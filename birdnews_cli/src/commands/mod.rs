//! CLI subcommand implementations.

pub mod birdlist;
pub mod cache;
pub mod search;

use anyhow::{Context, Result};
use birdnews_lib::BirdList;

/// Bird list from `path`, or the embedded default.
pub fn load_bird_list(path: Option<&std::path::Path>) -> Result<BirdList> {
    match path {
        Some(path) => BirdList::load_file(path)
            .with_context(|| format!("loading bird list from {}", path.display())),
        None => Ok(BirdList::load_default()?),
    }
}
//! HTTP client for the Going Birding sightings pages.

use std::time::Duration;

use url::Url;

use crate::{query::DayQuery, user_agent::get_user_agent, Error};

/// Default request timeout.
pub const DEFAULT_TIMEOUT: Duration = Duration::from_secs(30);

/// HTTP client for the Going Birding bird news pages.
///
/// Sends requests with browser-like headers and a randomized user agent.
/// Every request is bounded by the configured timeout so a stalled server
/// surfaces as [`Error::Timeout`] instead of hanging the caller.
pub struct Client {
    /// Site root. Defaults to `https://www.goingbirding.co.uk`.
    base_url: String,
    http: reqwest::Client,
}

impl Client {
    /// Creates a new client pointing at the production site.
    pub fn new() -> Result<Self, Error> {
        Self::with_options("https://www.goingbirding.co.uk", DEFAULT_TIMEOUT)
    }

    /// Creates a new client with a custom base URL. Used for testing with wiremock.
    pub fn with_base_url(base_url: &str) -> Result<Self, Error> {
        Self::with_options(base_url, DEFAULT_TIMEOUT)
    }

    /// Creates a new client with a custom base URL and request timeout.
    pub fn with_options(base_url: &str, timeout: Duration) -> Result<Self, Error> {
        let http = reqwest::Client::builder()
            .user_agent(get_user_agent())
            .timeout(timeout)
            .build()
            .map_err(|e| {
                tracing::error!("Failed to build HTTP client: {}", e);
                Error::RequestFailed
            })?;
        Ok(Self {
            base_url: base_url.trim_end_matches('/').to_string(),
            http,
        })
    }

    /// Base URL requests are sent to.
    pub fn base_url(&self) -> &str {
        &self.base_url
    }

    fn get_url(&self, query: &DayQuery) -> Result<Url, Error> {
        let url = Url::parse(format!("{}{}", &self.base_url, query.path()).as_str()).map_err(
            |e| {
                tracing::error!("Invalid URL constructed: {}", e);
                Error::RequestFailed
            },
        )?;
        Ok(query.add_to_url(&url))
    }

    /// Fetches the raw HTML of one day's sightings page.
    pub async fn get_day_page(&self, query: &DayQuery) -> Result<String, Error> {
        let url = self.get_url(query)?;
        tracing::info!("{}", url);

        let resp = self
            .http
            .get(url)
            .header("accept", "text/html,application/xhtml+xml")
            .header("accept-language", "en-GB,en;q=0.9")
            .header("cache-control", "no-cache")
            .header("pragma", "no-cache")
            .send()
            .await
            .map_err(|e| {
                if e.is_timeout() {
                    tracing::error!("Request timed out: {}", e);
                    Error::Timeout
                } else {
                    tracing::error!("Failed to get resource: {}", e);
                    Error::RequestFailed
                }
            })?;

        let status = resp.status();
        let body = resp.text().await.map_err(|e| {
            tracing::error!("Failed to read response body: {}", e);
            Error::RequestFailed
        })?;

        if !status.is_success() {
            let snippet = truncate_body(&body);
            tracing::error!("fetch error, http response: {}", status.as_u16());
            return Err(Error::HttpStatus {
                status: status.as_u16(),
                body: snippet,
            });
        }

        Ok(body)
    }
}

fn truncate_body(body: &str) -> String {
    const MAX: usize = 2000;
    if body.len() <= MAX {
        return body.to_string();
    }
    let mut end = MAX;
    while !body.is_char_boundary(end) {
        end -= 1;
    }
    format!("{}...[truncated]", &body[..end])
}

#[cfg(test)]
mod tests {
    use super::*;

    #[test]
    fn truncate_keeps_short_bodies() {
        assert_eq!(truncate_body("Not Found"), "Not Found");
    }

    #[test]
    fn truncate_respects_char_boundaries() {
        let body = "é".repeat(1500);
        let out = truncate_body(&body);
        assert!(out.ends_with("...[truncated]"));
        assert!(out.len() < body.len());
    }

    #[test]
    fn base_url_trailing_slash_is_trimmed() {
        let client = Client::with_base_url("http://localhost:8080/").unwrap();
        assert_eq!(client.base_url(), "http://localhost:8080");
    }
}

- - - -

▶ Exercise brief: All of the material above needs to be transcribed verbatim.

▶ Answer box:
filename birdnews_cli/src/commands/mod.rs
//! CLI subcommand implementations.

pub mod birdlist;
pub mod cache;
pub mod search;

use anyhow::{Context, Result};
use birdnews_lib::BirdList;

/// Bird list from `path`, or the embedded default.
pub fn load_bird_list(path: Option<&std::path::Path>) -> Result<BirdList> {
    match path {
        Some(path) => BirdList::load_file(path)
            .with_context(|| format!("loading bird list from {}", path.display())),
        None => Ok(BirdList::load_default()?),
    }
}
//! HTTP client for the Going Birding sightings pages.

use std::time::Duration;

use url::Url;

use crate::{query::DayQuery, user_agent::get_user_agent, Error};

/// Default request timeout.
pub const DEFAULT_TIMEOUT: Duration = Duration::from_secs(30);

/// HTTP client for the Going Birding bird news pages.
///
/// Sends requests with browser-like headers and a randomized user agent.
/// Every request is bounded by the configured timeout so a stalled server
/// surfaces as [`Error::Timeout`] instead of hanging the caller.
pub struct Client {
    /// Site root. Defaults to `https://www.goingbirding.co.uk`.
    base_url: String,
    http: reqwest::Client,
}

impl Client {
    /// Creates a new client pointing at the production site.
    pub fn new() -> Result<Self, Error> {
        Self::with_options("https://www.goingbirding.co.uk", DEFAULT_TIMEOUT)
    }

    /// Creates a new client with a custom base URL. Used for testing with wiremock.
    pub fn with_base_url(base_url: &str) -> Result<Self, Error> {
        Self::with_options(base_url, DEFAULT_TIMEOUT)
    }

    /// Creates a new client with a custom base URL and request timeout.
    pub fn with_options(base_url: &str, timeout: Duration) -> Result<Self, Error> {
        let http = reqwest::Client::builder()
            .user_agent(get_user_agent())
            .timeout(timeout)
            .build()
            .map_err(|e| {
                tracing::error!("Failed to build HTTP client: {}", e);
                Error::RequestFailed
            })?;
        Ok(Self {
            base_url: base_url.trim_end_matches('/').to_string(),
            http,
        })
    }

    /// Base URL requests are sent to.
    pub fn base_url(&self) -> &str {
        &self.base_url
    }

    fn get_url(&self, query: &DayQuery) -> Result<Url, Error> {
        let url = Url::parse(format!("{}{}", &self.base_url, query.path()).as_str()).map_err(
            |e| {
                tracing::error!("Invalid URL constructed: {}", e);
                Error::RequestFailed
            },
        )?;
        Ok(query.add_to_url(&url))
    }

    /// Fetches the raw HTML of one day's sightings page.
    pub async fn get_day_page(&self, query: &DayQuery) -> Result<String, Error> {
        let url = self.get_url(query)?;
        tracing::info!("{}", url);

        let resp = self
            .http
            .get(url)
            .header("accept", "text/html,application/xhtml+xml")
            .header("accept-language", "en-GB,en;q=0.9")
            .header("cache-control", "no-cache")
            .header("pragma", "no-cache")
            .send()
            .await
            .map_err(|e| {
                if e.is_timeout() {
                    tracing::error!("Request timed out: {}", e);
                    Error::Timeout
                } else {
                    tracing::error!("Failed to get resource: {}", e);
                    Error::RequestFailed
                }
            })?;

        let status = resp.status();
        let body = resp.text().await.map_err(|e| {
            tracing::error!("Failed to read response body: {}", e);
            Error::RequestFailed
        })?;

        if !status.is_success() {
            let snippet = truncate_body(&body);
            tracing::error!("fetch error, http response: {}", status.as_u16());
            return Err(Error::HttpStatus {
                status: status.as_u16(),
                body: snippet,
            });
        }

        Ok(body)
    }
}

fn truncate_body(body: &str) -> String {
    const MAX: usize = 2000;
    if body.len() <= MAX {
        return body.to_string();
    }
    let mut end = MAX;
    while !body.is_char_boundary(end) {
        end -= 1;
    }
    format!("{}...[truncated]", &body[..end])
}

#[cfg(test)]
mod tests {
    use super::*;

    #[test]
    fn truncate_keeps_short_bodies() {
        assert_eq!(truncate_body("Not Found"), "Not Found");
    }

    #[test]
    fn truncate_respects_char_boundaries() {
        let body = "é".repeat(1500);
        let out = truncate_body(&body);
        assert!(out.ends_with("...[truncated]"));
        assert!(out.len() < body.len());
    }

    #[test]
    fn base_url_trailing_slash_is_trimmed() {
        let client = Client::with_base_url("http://localhost:8080/").unwrap();
        assert_eq!(client.base_url(), "http://localhost:8080");
    }
}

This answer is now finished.